生産量は、環境対策の必要性、国内外における生産資源の獲得競争の激化など、牛肉産業を取り巻く状況がより厳しくなることから、生産の伸び率は横ばいか鈍化し、2033年には798万トン(基準期間比<21〜23年の平均値からの増減率>12.6%増)と予測されている。また、華西牛
(注3)などの中国が独自に育種を手掛けた品種や、各地域の固有品種の普及が拡大し、全体として優良品種の割合が増加するとしている。
輸入量は、たんぱく源としての重要性から牛肉の自給率が高まるため、輸入の伸び率は徐々に鈍化し、33年は312万トン(同31.9%増)と予測されている。
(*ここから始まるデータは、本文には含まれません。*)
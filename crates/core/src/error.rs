use crate::types::EntityId;

#[derive(Debug, thiserror::Error)]
pub enum CoreError {
    #[error("Entity not found: {entity} with id {id}")]
    NotFound { entity: &'static str, id: EntityId },

    #[error("Validation failed: {0}")]
    Validation(String),

    #[error("Conflict: {0}")]
    Conflict(String),

    #[error("Unauthorized: {0}")]
    Unauthorized(String),

    #[error("Forbidden: {0}")]
    Forbidden(String),

    #[error("Rate limit exceeded, retry in {retry_after_secs}s")]
    RateLimited { retry_after_secs: u64 },

    #[error("Internal error: {0}")]
    Internal(String),
}
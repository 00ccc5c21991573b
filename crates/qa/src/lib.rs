//! Project QA checkpoint engine.
//!
//! Audits a project directory against a fixed catalog of database and
//! configuration checkpoints: file presence, schema text patterns, and
//! source-tree content scans. Every run produces one result per registered
//! checkpoint -- a failing filesystem read degrades a single entry, never
//! the whole report.
//!
//! The schema file is treated as opaque text matched by regular
//! expressions. There is deliberately no parser: the checks assert the
//! presence of conventions, not semantic correctness.

pub mod checks;
pub mod error;
pub mod registry;
pub mod report;
pub mod scanner;

pub use error::QaError;
pub use registry::{validate, Checkpoint, CHECKPOINTS};
pub use report::{CheckOutcome, CheckResult, CheckStatus, Priority, Report};
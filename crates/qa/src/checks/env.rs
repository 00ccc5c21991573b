//! Environment configuration checkpoints.

use std::fs;
use std::path::Path;
use std::sync::LazyLock;

use regex::Regex;

use crate::error::QaError;
use crate::report::CheckOutcome;

static DATABASE_URL_RE: LazyLock<Regex> =
    LazyLock::new(|| Regex::new(r"(?im)^\s*DATABASE_URL\s*=").expect("valid regex"));

/// Database connection configuration must be present.
///
/// Fallback chain: a `.env` declaring `DATABASE_URL` passes; a `.env`
/// without it, or only a `.env.example` template, warns; neither file is
/// a failure.
pub fn database_url_configured(project: &Path) -> Result<CheckOutcome, QaError> {
    let env_file = project.join(".env");
    if env_file.is_file() {
        let contents = fs::read_to_string(&env_file).map_err(|e| QaError::io(env_file, e))?;
        return Ok(if DATABASE_URL_RE.is_match(&contents) {
            CheckOutcome::passed("DATABASE_URL configured in .env")
        } else {
            CheckOutcome::warning(".env exists but does not set DATABASE_URL")
        });
    }

    if project.join(".env.example").is_file() {
        return Ok(CheckOutcome::warning(
            "no .env found; copy .env.example and set DATABASE_URL",
        ));
    }

    Ok(CheckOutcome::failed(
        "neither .env nor .env.example found; DATABASE_URL is unconfigured",
    ))
}
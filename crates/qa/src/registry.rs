//! Checkpoint registry and validation runner.
//!
//! The checkpoint set is fixed and known at compile time, so the registry
//! is a plain static slice rather than a runtime map. Registration order
//! defines report order, and consumers key off the stable `id` strings.

use std::path::Path;

use crate::checks::{env, prisma, source};
use crate::error::QaError;
use crate::report::{
    CheckOutcome, CheckResult, Priority, Report, CATEGORY_ARCHITECTURE, CATEGORY_PERFORMANCE,
    CATEGORY_QUALITY, CATEGORY_SECURITY,
};

/// A checkpoint function: inspect the project, report an outcome.
pub type CheckFn = fn(&Path) -> Result<CheckOutcome, QaError>;

/// One registry entry. Identifying metadata lives here rather than in the
/// function so a checkpoint that errors out still yields a fully
/// identified result.
pub struct Checkpoint {
    pub id: &'static str,
    pub name: &'static str,
    pub category: &'static str,
    pub priority: Priority,
    pub run: CheckFn,
}

/// The full checkpoint catalog, in report order.
pub const CHECKPOINTS: &[Checkpoint] = &[
    Checkpoint {
        id: "prisma-schema-exists",
        name: "Prisma schema present",
        category: CATEGORY_ARCHITECTURE,
        priority: Priority::Critical,
        run: prisma::schema_exists,
    },
    Checkpoint {
        id: "prisma-schema-valid",
        name: "Datasource and generator declared",
        category: CATEGORY_ARCHITECTURE,
        priority: Priority::Critical,
        run: prisma::schema_valid,
    },
    Checkpoint {
        id: "prisma-models-defined",
        name: "Required models defined",
        category: CATEGORY_ARCHITECTURE,
        priority: Priority::High,
        run: prisma::models_defined,
    },
    Checkpoint {
        id: "prisma-relations",
        name: "Relation annotations",
        category: CATEGORY_PERFORMANCE,
        priority: Priority::Medium,
        run: prisma::relations_defined,
    },
    Checkpoint {
        id: "prisma-indexes",
        name: "Index and uniqueness annotations",
        category: CATEGORY_PERFORMANCE,
        priority: Priority::Medium,
        run: prisma::indexes_defined,
    },
    Checkpoint {
        id: "prisma-soft-delete",
        name: "Soft-delete convention",
        category: CATEGORY_QUALITY,
        priority: Priority::Medium,
        run: prisma::soft_delete_convention,
    },
    Checkpoint {
        id: "prisma-timestamps",
        name: "Timestamp conventions",
        category: CATEGORY_QUALITY,
        priority: Priority::Medium,
        run: prisma::timestamp_conventions,
    },
    Checkpoint {
        id: "prisma-migrations",
        name: "Migrations directory",
        category: CATEGORY_QUALITY,
        priority: Priority::High,
        run: prisma::migrations_exist,
    },
    Checkpoint {
        id: "prisma-seed-data",
        name: "Seed script",
        category: CATEGORY_QUALITY,
        priority: Priority::Medium,
        run: prisma::seed_data_present,
    },
    Checkpoint {
        id: "env-database-url",
        name: "Database URL configuration",
        category: CATEGORY_SECURITY,
        priority: Priority::Critical,
        run: env::database_url_configured,
    },
    Checkpoint {
        id: "raw-query-audit",
        name: "Raw query audit",
        category: CATEGORY_SECURITY,
        priority: Priority::High,
        run: source::raw_query_audit,
    },
    Checkpoint {
        id: "db-backup-strategy",
        name: "Backup strategy",
        category: CATEGORY_SECURITY,
        priority: Priority::Low,
        run: source::backup_strategy,
    },
];

/// Run every registered checkpoint against `project_path`, in order.
///
/// The path need not exist -- each checkpoint handles absence itself.
/// A checkpoint returning `Err` is downgraded to a synthetic failed result
/// embedding the error text; the run never aborts and the report always
/// contains exactly one result per registered checkpoint.
pub fn validate(project_path: &Path) -> Report {
    let mut results = Vec::with_capacity(CHECKPOINTS.len());

    for checkpoint in CHECKPOINTS {
        let outcome = match (checkpoint.run)(project_path) {
            Ok(outcome) => outcome,
            Err(err) => {
                tracing::warn!(id = checkpoint.id, error = %err, "checkpoint errored");
                CheckOutcome::failed(format!("checkpoint error: {err}"))
            }
        };

        tracing::debug!(
            id = checkpoint.id,
            status = outcome.status.as_str(),
            "checkpoint complete"
        );

        results.push(CheckResult {
            id: checkpoint.id,
            name: checkpoint.name,
            category: checkpoint.category,
            priority: checkpoint.priority,
            status: outcome.status,
            message: outcome.message,
        });
    }

    Report::new(project_path.display().to_string(), results)
}
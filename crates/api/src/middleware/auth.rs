//! JWT-based authentication extractor for Axum handlers.

use axum::extract::FromRequestParts;
use axum::http::request::Parts;
use axum::http::HeaderMap;

use govnav_core::error::CoreError;
use govnav_core::types::EntityId;

use crate::auth::jwt::validate_token;
use crate::error::AppError;
use crate::state::AppState;

/// Authenticated identity extracted from a JWT Bearer token in the
/// `Authorization` header.
///
/// Use this as an extractor parameter in any handler that requires
/// authentication:
///
/// ```ignore
/// async fn my_handler(user: AuthUser) -> AppResult<Json<()>> {
///     tracing::info!(user_id = %user.id, tenant_id = %user.tenant_id, "handling request");
///     Ok(Json(()))
/// }
/// ```
#[derive(Debug, Clone)]
pub struct AuthUser {
    /// The user's id at the identity provider (from `claims.sub`).
    pub id: EntityId,
    /// The user's email address.
    pub email: String,
    /// The tenant (organization) the user belongs to.
    pub tenant_id: EntityId,
    /// Role names granted to the user.
    pub roles: Vec<String>,
}

impl AuthUser {
    /// Whether the user holds the given role.
    pub fn has_role(&self, role: &str) -> bool {
        self.roles.iter().any(|r| r == role)
    }
}

/// Extract the bearer token from an `Authorization` header, if present and
/// well-formed. Shared with the rate limiter, which keys on the same
/// identity when it can.
pub(crate) fn bearer_token(headers: &HeaderMap) -> Option<&str> {
    headers
        .get("authorization")
        .and_then(|v| v.to_str().ok())
        .and_then(|v| v.strip_prefix("Bearer "))
}

impl FromRequestParts<AppState> for AuthUser {
    type Rejection = AppError;

    async fn from_request_parts(
        parts: &mut Parts,
        state: &AppState,
    ) -> Result<Self, Self::Rejection> {
        let auth_header = parts
            .headers
            .get("authorization")
            .and_then(|v| v.to_str().ok())
            .ok_or_else(|| {
                AppError::Core(CoreError::Unauthorized(
                    "Missing Authorization header".into(),
                ))
            })?;

        let token = auth_header.strip_prefix("Bearer ").ok_or_else(|| {
            AppError::Core(CoreError::Unauthorized(
                "Invalid Authorization format. Expected: Bearer <token>".into(),
            ))
        })?;

        let claims = validate_token(token, &state.config.jwt).map_err(|_| {
            AppError::Core(CoreError::Unauthorized("Invalid or expired token".into()))
        })?;

        Ok(AuthUser {
            id: claims.sub,
            email: claims.email,
            tenant_id: claims.tenant_id,
            roles: claims.roles,
        })
    }
}
//! Well-known role name constants.
//!
//! These must match the role strings the identity provider puts in the
//! `roles` claim of access tokens.

pub const ROLE_ADMIN: &str = "admin";
pub const ROLE_COMPLIANCE_OFFICER: &str = "compliance_officer";
pub const ROLE_CONTRIBUTOR: &str = "contributor";

/// All role names this service recognizes.
pub const VALID_ROLES: &[&str] = &[ROLE_ADMIN, ROLE_COMPLIANCE_OFFICER, ROLE_CONTRIBUTOR];

/// Whether a role string is one this service recognizes.
///
/// Unknown roles in a token are not an error -- the provider may issue
/// roles for other services -- they simply grant nothing here.
pub fn role_is_known(role: &str) -> bool {
    VALID_ROLES.contains(&role)
}
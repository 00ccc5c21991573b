//! Checkpoint functions, grouped by the project area they audit.
//!
//! Every function has the same contract: inspect the project directory,
//! return a [`CheckOutcome`](crate::report::CheckOutcome). A missing
//! prerequisite file is a `failed` outcome naming the file; `Err` is
//! reserved for unexpected I/O failures the runner will downgrade.

pub mod env;
pub mod prisma;
pub mod source;
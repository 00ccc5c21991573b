use crate::auth::jwt::JwtConfig;
use crate::middleware::rate_limit::RateLimitConfig;

/// Server configuration loaded from environment variables.
///
/// All fields except the JWT secret have sensible defaults suitable for
/// local development. In production, override via environment variables.
#[derive(Debug, Clone)]
pub struct ServerConfig {
    /// Bind address (default: `0.0.0.0`).
    pub host: String,
    /// Bind port (default: `3000`).
    pub port: u16,
    /// Allowed CORS origins, parsed from comma-separated `CORS_ORIGINS` env var.
    pub cors_origins: Vec<String>,
    /// HTTP request timeout in seconds (default: `30`).
    pub request_timeout_secs: u64,
    /// Rate limiting window configuration.
    pub rate_limit: RateLimitConfig,
    /// JWT token configuration (secret, expiry duration).
    pub jwt: JwtConfig,
}

impl ServerConfig {
    /// Load configuration from environment variables with defaults.
    ///
    /// | Env Var                | Default                    |
    /// |------------------------|----------------------------|
    /// | `HOST`                 | `0.0.0.0`                  |
    /// | `PORT`                 | `3000`                     |
    /// | `CORS_ORIGINS`         | `http://localhost:5173`    |
    /// | `REQUEST_TIMEOUT_SECS` | `30`                       |
    ///
    /// Rate-limit and JWT variables are documented on
    /// [`RateLimitConfig::from_env`] and [`JwtConfig::from_env`].
    pub fn from_env() -> Self {
        let host = std::env::var("HOST").unwrap_or_else(|_| "0.0.0.0".into());

        let port: u16 = std::env::var("PORT")
            .unwrap_or_else(|_| "3000".into())
            .parse()
            .expect("PORT must be a valid u16");

        let cors_origins: Vec<String> = std::env::var("CORS_ORIGINS")
            .unwrap_or_else(|_| "http://localhost:5173".into())
            .split(',')
            .map(|s| s.trim().to_string())
            .filter(|s| !s.is_empty())
            .collect();

        let request_timeout_secs: u64 = std::env::var("REQUEST_TIMEOUT_SECS")
            .unwrap_or_else(|_| "30".into())
            .parse()
            .expect("REQUEST_TIMEOUT_SECS must be a valid u64");

        let rate_limit = RateLimitConfig::from_env();
        let jwt = JwtConfig::from_env();

        Self {
            host,
            port,
            cors_origins,
            request_timeout_secs,
            rate_limit,
            jwt,
        }
    }
}
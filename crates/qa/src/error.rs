use std::path::PathBuf;

/// Unexpected failure inside a checkpoint.
///
/// Missing prerequisite files are *not* errors -- checkpoints report those
/// as `failed` outcomes naming the file. This type covers the genuinely
/// unexpected cases (an existing file that cannot be read, an unreadable
/// directory), which the runner downgrades to a synthetic failed result.
#[derive(Debug, thiserror::Error)]
pub enum QaError {
    #[error("Failed to read {path}: {source}")]
    Io {
        path: PathBuf,
        #[source]
        source: std::io::Error,
    },
}

impl QaError {
    pub fn io(path: impl Into<PathBuf>, source: std::io::Error) -> Self {
        Self::Io {
            path: path.into(),
            source,
        }
    }
}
消費量は、農村地域の都市化、あるいは農村住民の都市への移住
(注4)が進展する中で牛肉の消費需要が増加する一方、33年の中国の人口は23年比で1.3%減少し、高齢者の人口は4億人を超えると見込まれることから、消費の伸び率は鈍化し、33年には1110万トン(同17.4%増)と予測されている。また市場価格は、生産者の大規模化、高度化が進み、牛肉業界が徐々に成熟段階に入る一方で、牛の繁殖サイクルは長いため、生産コストは引き続き高止まりすることから、高水準で推移すると予測されている。
(注3)中国農業科学院の主導で2022年に造成された肉牛の新品種。現地報道によると、出荷時体重は600〜650キログラム(18カ月齢)、1日当たりの平均増体量は1.36キログラム。産肉量が多い上に、成長速度が速く、また、寒冷な中国北方でも高温多湿な同国南方でも飼育可能な、適応力の高い牛とされている。